== EXERCISE DATA ==
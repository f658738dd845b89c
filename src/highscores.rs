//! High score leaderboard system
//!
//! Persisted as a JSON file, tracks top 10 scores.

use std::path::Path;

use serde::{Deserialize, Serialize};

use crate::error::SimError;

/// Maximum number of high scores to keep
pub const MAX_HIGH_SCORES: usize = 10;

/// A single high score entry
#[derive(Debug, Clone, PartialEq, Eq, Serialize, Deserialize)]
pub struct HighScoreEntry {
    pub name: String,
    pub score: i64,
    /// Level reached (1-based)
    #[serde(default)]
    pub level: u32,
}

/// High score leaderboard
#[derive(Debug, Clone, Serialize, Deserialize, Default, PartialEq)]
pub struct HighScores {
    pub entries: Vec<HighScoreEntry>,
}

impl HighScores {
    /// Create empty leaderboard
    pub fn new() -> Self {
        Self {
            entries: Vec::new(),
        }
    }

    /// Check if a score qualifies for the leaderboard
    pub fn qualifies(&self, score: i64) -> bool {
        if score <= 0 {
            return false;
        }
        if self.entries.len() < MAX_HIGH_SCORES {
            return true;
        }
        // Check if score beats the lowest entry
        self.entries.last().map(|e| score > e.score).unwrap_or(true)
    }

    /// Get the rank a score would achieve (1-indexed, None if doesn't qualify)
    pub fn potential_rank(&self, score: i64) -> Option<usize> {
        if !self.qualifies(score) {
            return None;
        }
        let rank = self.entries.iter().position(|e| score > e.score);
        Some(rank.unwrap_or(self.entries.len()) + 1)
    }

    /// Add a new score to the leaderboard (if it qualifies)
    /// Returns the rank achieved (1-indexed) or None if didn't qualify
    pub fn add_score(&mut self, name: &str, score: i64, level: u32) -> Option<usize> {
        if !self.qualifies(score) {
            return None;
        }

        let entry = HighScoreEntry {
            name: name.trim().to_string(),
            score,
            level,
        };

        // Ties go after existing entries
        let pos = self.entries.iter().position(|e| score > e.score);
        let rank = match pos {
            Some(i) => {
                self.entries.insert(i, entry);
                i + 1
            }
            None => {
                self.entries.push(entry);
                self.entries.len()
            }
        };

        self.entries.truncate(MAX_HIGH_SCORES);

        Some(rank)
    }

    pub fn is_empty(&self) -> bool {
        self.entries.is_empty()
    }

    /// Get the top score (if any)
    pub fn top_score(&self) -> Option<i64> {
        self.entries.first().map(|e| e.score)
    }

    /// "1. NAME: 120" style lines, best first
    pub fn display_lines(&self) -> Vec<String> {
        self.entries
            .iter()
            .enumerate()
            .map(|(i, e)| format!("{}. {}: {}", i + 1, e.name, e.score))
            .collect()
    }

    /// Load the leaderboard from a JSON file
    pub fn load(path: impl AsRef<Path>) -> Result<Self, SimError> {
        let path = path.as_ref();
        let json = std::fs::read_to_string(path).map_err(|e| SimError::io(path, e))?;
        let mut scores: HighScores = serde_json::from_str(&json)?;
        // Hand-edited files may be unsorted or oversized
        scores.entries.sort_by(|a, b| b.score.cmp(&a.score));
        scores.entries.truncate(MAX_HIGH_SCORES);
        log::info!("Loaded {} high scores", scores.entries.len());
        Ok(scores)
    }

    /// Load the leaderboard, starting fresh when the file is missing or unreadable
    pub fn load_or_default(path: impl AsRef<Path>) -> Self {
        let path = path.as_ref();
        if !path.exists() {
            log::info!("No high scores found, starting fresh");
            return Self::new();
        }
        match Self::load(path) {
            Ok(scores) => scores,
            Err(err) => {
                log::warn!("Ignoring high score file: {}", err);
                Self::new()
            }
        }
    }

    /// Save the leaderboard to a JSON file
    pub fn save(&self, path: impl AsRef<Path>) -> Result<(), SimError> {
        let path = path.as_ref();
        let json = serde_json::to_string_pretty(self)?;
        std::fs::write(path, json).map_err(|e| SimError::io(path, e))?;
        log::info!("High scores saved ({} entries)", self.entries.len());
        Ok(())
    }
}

---

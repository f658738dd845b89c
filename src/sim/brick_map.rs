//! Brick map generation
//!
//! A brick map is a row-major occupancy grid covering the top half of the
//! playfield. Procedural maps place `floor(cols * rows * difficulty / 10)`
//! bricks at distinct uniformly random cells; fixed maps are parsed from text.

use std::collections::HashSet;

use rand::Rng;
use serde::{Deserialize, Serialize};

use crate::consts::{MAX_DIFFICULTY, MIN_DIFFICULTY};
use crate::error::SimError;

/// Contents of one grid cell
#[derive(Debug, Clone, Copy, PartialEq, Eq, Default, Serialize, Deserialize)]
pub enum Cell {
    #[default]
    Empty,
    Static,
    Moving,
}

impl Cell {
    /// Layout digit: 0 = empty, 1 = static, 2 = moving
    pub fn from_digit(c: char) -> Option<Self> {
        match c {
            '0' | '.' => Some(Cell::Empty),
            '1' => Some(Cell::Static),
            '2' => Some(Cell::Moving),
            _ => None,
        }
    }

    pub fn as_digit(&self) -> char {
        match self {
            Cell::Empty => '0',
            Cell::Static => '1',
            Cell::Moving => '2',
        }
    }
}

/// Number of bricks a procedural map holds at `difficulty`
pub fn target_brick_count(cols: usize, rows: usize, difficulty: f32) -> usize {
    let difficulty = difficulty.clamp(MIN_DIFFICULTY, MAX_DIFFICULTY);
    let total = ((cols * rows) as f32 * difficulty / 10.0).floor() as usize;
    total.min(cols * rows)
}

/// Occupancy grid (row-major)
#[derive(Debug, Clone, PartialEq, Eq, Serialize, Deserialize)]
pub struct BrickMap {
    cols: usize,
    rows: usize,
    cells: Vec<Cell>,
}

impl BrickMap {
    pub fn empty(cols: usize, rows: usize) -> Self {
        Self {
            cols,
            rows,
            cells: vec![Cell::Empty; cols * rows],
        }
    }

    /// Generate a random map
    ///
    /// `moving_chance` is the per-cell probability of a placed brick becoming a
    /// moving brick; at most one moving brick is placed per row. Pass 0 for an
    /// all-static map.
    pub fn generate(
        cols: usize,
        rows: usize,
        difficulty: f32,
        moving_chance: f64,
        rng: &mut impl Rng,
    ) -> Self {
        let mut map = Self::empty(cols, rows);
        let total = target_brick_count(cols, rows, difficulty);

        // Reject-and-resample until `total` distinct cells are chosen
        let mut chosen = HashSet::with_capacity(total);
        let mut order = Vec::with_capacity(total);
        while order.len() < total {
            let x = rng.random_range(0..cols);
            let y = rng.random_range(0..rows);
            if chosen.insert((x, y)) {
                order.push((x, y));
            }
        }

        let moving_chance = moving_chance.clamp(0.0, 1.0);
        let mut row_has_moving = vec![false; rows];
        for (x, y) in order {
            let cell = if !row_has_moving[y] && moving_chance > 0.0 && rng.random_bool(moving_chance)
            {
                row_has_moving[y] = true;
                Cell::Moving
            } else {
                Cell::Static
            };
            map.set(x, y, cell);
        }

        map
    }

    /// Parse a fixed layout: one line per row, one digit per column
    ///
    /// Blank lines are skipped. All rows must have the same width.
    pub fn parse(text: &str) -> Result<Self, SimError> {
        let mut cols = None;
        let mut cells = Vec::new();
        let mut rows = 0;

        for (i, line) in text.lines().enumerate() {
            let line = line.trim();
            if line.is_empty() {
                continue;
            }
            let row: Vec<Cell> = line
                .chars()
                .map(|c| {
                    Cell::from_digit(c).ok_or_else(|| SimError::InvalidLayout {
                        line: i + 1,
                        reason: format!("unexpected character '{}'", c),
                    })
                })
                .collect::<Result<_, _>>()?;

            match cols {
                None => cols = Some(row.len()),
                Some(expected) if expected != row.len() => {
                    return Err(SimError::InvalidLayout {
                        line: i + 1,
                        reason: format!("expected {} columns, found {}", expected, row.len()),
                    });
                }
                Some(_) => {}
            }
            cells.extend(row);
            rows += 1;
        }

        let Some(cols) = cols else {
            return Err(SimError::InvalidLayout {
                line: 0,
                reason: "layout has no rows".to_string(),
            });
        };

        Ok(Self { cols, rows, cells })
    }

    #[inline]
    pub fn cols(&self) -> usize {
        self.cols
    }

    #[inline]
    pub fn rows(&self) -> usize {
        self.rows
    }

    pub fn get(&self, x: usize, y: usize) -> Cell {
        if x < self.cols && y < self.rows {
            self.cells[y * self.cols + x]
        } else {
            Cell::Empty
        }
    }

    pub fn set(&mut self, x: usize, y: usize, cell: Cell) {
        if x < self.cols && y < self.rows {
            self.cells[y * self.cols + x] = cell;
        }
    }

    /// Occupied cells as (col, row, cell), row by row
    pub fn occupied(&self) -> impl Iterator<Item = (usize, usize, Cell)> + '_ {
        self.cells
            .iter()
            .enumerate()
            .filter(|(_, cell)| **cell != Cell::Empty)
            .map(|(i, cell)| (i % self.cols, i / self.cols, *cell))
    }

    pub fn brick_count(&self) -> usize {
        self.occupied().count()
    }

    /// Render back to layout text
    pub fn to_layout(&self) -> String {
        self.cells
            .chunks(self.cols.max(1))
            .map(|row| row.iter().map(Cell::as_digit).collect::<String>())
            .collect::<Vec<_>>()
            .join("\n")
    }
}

* * *

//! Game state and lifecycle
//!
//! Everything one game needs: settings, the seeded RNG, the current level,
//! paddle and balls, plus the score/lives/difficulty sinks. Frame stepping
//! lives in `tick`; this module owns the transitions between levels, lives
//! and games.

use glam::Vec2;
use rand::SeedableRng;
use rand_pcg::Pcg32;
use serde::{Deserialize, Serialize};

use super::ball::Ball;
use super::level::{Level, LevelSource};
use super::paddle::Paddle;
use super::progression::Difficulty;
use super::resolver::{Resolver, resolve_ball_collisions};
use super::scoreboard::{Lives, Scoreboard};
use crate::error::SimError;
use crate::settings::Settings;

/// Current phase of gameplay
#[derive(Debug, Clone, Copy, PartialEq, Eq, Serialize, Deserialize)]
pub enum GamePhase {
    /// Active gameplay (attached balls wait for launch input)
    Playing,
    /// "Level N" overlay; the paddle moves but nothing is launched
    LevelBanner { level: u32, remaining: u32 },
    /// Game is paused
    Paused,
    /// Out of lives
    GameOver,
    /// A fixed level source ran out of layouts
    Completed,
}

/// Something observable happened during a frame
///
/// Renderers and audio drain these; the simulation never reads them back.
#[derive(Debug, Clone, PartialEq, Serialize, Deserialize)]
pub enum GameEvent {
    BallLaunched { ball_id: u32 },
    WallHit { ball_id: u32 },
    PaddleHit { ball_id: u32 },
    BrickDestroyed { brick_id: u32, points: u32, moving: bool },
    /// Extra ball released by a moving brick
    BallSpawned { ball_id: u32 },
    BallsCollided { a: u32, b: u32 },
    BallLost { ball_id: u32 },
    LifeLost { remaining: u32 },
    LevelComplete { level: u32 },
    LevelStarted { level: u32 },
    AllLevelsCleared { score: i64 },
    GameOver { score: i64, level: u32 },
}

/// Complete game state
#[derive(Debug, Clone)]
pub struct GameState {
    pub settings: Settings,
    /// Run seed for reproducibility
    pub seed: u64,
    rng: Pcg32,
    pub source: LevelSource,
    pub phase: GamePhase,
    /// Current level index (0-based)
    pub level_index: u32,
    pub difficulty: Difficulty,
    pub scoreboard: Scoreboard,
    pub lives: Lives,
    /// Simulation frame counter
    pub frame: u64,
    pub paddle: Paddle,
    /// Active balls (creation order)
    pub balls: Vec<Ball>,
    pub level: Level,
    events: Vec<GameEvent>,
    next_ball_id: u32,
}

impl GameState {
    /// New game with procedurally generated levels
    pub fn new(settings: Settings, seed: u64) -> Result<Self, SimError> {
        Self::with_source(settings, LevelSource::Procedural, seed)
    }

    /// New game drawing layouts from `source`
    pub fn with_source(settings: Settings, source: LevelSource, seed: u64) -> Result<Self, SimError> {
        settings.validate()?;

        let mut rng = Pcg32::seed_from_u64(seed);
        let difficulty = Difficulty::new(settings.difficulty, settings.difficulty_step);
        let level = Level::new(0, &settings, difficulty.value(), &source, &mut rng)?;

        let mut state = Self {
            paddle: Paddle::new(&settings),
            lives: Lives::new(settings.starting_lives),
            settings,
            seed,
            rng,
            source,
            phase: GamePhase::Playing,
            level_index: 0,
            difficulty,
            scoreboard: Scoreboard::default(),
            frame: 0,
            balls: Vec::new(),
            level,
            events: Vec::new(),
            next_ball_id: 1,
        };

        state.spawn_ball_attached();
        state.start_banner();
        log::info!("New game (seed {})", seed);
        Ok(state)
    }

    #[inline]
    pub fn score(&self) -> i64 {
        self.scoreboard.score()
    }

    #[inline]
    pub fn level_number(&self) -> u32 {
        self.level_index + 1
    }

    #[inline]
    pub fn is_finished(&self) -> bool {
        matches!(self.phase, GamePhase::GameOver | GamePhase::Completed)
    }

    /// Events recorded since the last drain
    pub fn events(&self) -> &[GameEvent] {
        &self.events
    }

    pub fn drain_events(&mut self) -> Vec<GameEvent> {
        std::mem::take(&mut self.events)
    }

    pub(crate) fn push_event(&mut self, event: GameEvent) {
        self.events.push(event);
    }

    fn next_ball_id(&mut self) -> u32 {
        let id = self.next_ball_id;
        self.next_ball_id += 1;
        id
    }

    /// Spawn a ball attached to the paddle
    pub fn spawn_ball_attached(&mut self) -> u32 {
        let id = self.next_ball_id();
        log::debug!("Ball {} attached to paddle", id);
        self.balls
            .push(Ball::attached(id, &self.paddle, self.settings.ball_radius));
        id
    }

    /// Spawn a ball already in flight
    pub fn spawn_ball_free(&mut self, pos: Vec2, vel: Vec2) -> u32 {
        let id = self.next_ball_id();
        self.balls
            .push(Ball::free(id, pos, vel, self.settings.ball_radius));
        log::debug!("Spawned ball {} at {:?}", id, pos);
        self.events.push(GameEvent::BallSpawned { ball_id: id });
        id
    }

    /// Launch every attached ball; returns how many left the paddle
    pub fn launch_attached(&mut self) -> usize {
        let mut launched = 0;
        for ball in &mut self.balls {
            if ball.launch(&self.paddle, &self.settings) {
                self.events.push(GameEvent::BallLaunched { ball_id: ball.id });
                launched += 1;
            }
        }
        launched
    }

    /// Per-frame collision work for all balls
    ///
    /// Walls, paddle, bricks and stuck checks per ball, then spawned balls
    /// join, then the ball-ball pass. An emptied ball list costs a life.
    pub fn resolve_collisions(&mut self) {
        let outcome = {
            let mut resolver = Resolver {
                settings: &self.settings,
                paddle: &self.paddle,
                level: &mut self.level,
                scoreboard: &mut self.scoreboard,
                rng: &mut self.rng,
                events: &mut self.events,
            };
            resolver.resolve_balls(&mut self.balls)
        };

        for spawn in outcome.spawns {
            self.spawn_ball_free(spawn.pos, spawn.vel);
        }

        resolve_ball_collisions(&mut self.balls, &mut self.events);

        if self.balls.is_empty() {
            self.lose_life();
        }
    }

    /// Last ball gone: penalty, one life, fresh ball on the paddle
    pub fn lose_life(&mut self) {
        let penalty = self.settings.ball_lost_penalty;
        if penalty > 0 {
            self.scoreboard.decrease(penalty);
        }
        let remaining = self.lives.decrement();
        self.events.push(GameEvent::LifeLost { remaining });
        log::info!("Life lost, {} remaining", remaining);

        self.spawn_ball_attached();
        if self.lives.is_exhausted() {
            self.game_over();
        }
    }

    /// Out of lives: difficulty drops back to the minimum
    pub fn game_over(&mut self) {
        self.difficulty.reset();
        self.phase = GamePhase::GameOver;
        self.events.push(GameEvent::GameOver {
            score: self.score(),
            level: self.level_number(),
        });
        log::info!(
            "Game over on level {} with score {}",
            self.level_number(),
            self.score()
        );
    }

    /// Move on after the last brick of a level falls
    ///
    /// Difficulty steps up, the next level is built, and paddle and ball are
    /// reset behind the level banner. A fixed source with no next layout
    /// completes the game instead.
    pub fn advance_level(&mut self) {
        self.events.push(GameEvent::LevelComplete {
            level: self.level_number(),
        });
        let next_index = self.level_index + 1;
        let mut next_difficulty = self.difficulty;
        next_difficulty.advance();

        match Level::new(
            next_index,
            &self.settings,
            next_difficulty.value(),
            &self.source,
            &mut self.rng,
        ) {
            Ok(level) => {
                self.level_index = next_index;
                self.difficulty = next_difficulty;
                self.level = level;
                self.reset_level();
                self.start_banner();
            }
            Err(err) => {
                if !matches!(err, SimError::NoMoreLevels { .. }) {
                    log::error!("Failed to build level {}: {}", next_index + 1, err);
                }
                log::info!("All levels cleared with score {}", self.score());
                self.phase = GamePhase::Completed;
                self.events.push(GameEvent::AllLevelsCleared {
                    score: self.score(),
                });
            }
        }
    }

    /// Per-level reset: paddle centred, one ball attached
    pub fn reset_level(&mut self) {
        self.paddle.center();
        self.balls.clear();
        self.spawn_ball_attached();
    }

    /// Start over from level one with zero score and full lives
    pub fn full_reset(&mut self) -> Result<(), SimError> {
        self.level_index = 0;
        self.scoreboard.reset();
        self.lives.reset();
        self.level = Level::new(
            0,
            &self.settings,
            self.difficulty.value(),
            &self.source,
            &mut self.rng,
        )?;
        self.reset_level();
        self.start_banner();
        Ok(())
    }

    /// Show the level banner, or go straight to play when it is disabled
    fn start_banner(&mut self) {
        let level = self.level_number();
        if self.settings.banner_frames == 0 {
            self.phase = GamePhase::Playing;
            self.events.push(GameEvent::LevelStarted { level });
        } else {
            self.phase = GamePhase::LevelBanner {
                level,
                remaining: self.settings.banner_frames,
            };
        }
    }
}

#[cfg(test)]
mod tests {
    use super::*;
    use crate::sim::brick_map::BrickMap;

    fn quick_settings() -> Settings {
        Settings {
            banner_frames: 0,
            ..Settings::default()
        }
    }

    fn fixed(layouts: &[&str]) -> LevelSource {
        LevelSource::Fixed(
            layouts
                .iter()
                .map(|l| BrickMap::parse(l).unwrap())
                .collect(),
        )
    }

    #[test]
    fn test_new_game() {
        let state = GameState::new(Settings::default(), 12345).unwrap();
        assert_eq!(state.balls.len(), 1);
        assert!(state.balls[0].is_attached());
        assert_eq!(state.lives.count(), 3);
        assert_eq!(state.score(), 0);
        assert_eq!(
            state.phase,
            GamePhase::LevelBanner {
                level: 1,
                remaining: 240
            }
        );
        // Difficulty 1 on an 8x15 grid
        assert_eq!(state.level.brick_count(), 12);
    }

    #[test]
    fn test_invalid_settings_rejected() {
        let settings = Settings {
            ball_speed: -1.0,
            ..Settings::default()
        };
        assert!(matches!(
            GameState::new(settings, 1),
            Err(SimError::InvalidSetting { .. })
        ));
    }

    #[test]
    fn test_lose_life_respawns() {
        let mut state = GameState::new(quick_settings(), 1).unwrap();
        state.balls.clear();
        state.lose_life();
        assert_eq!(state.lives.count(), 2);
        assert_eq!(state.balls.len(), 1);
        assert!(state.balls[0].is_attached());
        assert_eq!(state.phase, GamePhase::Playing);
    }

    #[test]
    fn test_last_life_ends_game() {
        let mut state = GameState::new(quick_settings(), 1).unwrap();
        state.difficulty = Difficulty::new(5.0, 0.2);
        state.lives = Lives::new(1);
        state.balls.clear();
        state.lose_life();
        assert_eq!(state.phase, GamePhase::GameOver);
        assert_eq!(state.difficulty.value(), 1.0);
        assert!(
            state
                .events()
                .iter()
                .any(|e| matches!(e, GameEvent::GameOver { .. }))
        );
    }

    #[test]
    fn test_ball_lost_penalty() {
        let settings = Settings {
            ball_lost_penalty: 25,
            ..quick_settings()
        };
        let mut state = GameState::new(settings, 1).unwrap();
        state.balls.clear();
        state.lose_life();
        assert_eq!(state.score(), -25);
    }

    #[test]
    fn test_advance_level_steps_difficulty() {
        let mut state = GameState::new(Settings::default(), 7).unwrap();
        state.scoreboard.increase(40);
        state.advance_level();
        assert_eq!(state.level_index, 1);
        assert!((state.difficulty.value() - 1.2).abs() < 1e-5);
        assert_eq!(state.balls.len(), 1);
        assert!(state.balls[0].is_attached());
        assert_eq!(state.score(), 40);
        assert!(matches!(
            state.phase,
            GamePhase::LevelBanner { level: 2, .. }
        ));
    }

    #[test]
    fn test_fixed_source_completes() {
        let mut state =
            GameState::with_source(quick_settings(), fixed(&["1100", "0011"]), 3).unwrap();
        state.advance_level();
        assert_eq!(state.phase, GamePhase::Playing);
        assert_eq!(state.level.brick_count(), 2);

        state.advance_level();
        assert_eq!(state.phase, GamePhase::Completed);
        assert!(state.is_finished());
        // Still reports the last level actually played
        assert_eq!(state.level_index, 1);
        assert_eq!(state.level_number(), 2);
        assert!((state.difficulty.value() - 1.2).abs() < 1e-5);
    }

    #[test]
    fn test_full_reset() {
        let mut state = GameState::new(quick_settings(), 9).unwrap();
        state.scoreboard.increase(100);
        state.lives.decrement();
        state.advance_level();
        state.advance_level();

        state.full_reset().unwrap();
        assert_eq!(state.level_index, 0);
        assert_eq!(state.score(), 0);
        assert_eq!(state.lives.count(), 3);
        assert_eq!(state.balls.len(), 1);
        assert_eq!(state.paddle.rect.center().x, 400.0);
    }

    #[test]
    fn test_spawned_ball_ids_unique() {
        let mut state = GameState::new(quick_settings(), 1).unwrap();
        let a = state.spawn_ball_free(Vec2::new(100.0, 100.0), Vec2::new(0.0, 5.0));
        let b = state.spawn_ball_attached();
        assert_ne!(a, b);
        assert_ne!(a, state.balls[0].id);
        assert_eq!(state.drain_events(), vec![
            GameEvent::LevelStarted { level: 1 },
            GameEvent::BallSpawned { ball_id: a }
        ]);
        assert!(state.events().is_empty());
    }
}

== EXERCISE DESCRIPTION ==
Please report how many lines in the listing above contain the word "insert", and give nothing but the number.

== EXERCISE OUTPUT ==
2